The PPO algorithm actively limits the change to the policy when calculating the gradients. The policy π(At|St,θ) maps system states (St) to Actions (At) according to the current parameters θ of a neural net (the “actor”), which, together with the parameters of another neural net (the “critic”) ω, are updated during the training process. The aim is to achieve the greatest possible improvement step on the basis of the currently available data without compromising the stability of the training process through too large updates. For this, the algorithm carries out the following steps (Panten 2019):

  1. 1

    Based on the current policy π(At|St,θ) divided into Nenvs instances of the environment, a total of Nsteps interaction steps are carried out and thus state, action, reward sequences are generated. Each instance is the same simulation run in parallel to collect more data in a shorter period of time.

  2. 2

    On the basis of the sequences, Returns Gt and Advantage values \(\hat {A}_{t}\) are calculated. Returns are aggregated, discounted rewards, whereas the Advantage values indicate the relative advantage for the chosen actions compared to the expected baseline.

  3. 3

    For Nepochs optimization runs the same Nsteps experience sequences are mixed and divided into Nmb mini-batches.

  4. 4

    The update of the parameters θ,ω is performed by the Adam optimizer (Kingma and Ba 2014) with the learning rate α and the experience sequences of the mini-batches based on the target function to be maximized \(L_{t}\left (\boldsymbol {\theta }, \boldsymbol {w}, S_{t}, \hat {A}_{t}\right)\).

  5. 5

    Steps 1-4 are repeated \(\mathrm {N^{updates}}=\frac {\mathrm {N^{total}}}{\mathrm {N^{steps}}}\) times until a total of Ntotal time steps have been completed.
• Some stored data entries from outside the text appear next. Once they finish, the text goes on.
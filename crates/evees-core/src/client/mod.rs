//! Perspective clients.
//!
//! A [`Client`] resolves perspective ids to their [`PerspectiveDetails`] and
//! accepts [`EveesMutation`]s. Clients stack the same way stores do:
//!
//! - [`cached::ClientCachedWithBase`] buffers mutations in a [`ClientCache`]
//!   and ships them to its base client on flush.
//! - [`router::BaseRouter`] splits a mutation by owning remote and dispatches
//!   one sub-mutation per remote.
//! - Remotes (see [`crate::remote`]) are the bottom of the stack.
//!
//! Every client broadcasts the ids of perspectives it changed; layered
//! clients subscribe to their base and evict stale details.

pub mod cache;
pub mod cached;
pub mod router;

pub use cache::{CachedPerspective, ClientCache, ClientCacheMemory};
pub use cached::ClientCachedWithBase;
pub use router::BaseRouter;

use std::sync::Arc;

use async_trait::async_trait;
use tokio::sync::broadcast;

use crate::cas::{self, CasStore};
use crate::error::Result;
use crate::model::{
    Commit, Entity, EveesMutation, GetPerspectiveOptions, NewPerspective, Perspective,
    PerspectiveDetails, PerspectiveGetResult, Update,
};

/// Capacity of every "perspectives updated" channel.
pub const EVENTS_CAPACITY: usize = 256;

/// Options of [`Client::flush_with`].
#[derive(Debug, Clone, Copy, Default, PartialEq, Eq)]
pub struct FlushOptions {
    /// Squash buffered update chains into one commit per head before shipping.
    pub condensate: bool,
}

#[async_trait]
pub trait Client: Send + Sync {
    /// Content store used by this client.
    fn store(&self) -> Arc<dyn CasStore>;

    /// Stream of perspective ids changed through this client.
    fn subscribe(&self) -> broadcast::Receiver<Vec<String>>;

    async fn get_perspective(
        &self,
        perspective_id: &str,
        options: GetPerspectiveOptions,
    ) -> Result<PerspectiveGetResult>;

    /// Apply a mutation. Layered clients buffer it until [`Client::flush`].
    async fn update(&self, mutation: EveesMutation) -> Result<()>;

    async fn new_perspective(&self, new_perspective: NewPerspective) -> Result<()> {
        self.update(EveesMutation {
            new_perspectives: vec![new_perspective],
            ..EveesMutation::default()
        })
        .await
    }

    async fn update_perspective(&self, update: Update) -> Result<()> {
        self.update(EveesMutation {
            updates: vec![update],
            ..EveesMutation::default()
        })
        .await
    }

    async fn delete_perspective(&self, perspective_id: &str) -> Result<()> {
        self.update(EveesMutation {
            deleted_perspectives: vec![perspective_id.to_string()],
            ..EveesMutation::default()
        })
        .await
    }

    /// Everything buffered and not yet flushed.
    async fn diff(&self) -> Result<EveesMutation>;

    async fn flush(&self) -> Result<()>;

    async fn flush_with(&self, options: FlushOptions) -> Result<()> {
        let _ = options;
        self.flush().await
    }

    /// Drop cached details so the next read goes to the base.
    async fn refresh(&self) -> Result<()>;

    /// Whether `user_id` (or the logged-in user) may update the perspective.
    async fn can_update(&self, perspective_id: &str, user_id: Option<&str>) -> Result<bool>;

    /// Perspectives of the same context owned by the logged-in user.
    async fn get_user_perspectives(&self, perspective_id: &str) -> Result<Vec<String>>;
}

// ---------------------------------------------------------------------------
// Helpers shared by the facade, merge and condensation
// ---------------------------------------------------------------------------

/// Current head of a perspective, if any.
pub async fn head_of(client: &dyn Client, perspective_id: &str) -> Result<Option<String>> {
    Ok(client
        .get_perspective(perspective_id, GetPerspectiveOptions::default())
        .await?
        .details
        .head_id)
}

pub async fn load_perspective(
    client: &dyn Client,
    perspective_id: &str,
) -> Result<Entity<Perspective>> {
    cas::load(client.store().as_ref(), perspective_id).await
}

pub async fn load_commit(client: &dyn Client, commit_id: &str) -> Result<Entity<Commit>> {
    cas::load(client.store().as_ref(), commit_id).await
}

/// Details for a perspective, with its head commit decoded when present.
pub async fn resolve_head(
    client: &dyn Client,
    perspective_id: &str,
) -> Result<(PerspectiveDetails, Option<Entity<Commit>>)> {
    let details = client
        .get_perspective(perspective_id, GetPerspectiveOptions::default())
        .await?
        .details;
    let head = match &details.head_id {
        Some(head_id) => Some(load_commit(client, head_id).await?),
        None => None,
    };
    Ok((details, head))
}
For a detailed description of the PPO algorithm we refer to (Schulman et al. 2017; Hill et al. 2018; Panten 2019).

The training behavior is fundamentally influenced by the given cost function, which passes a scalar reward value (Rt) to the DRL algorithm depending on the system state (see Fig. 3). In this context, costs are interpreted as negative rewards. The cost function is designed as a sum of weighted terms as shown in equation 2 (Panten 2019).

$$ R_{t}=\mathrm{g^{limits}} R_{t}^{\text{limits}}+\mathrm{g^{switches}} R_{t}^{\text{switches}}+\mathrm{g^{costs}} R_{t}^{\text{costs}}+\mathrm{g^{others}} R_{t}^{\text{others}} $$
(2)

Here, \(R_{t}^{\text {limits}}\) are rewards for evaluating and limiting the state space (e.g. temperatures, electrical peak load), \(R_{t}^{\text {switches}}\) rewards for reducing the frequency with which systems are switched on, \(R_{t}^{\text {costs}}\) rewards due to real expenses (e. g. energy costs, taxes) and \(R_{t}^{\text {others}}\) additional rewards to influence the learned control strategy (e. g. punishment term at simulation abort). The hyperparameters glimits,gswitches,gcosts,gothers are used to weight the individual terms meaningfully. To ensure that the temperature limits of the systems in the case study are not exceeded, for example, a relatively high value is chosen for glimits. Furthermore, since the normalization of the inputs and outputs of the neural net has a significant influence on the learning speed or convergence behavior (Goodfellow et al. 2016), the continuous state variables and reward values given to the DRL-algorithm are always normalized to the interval [0,1]. The Multi Layer Perceptron (MLP) (see (Goodfellow et al. 2016)) topology was used for the neural network. The PPO algorithm was used with a discrete action space, allowing for the selection of predefined set points for the individual supply systems. The hyperparameters for the algorithm itself are shown in Table 3.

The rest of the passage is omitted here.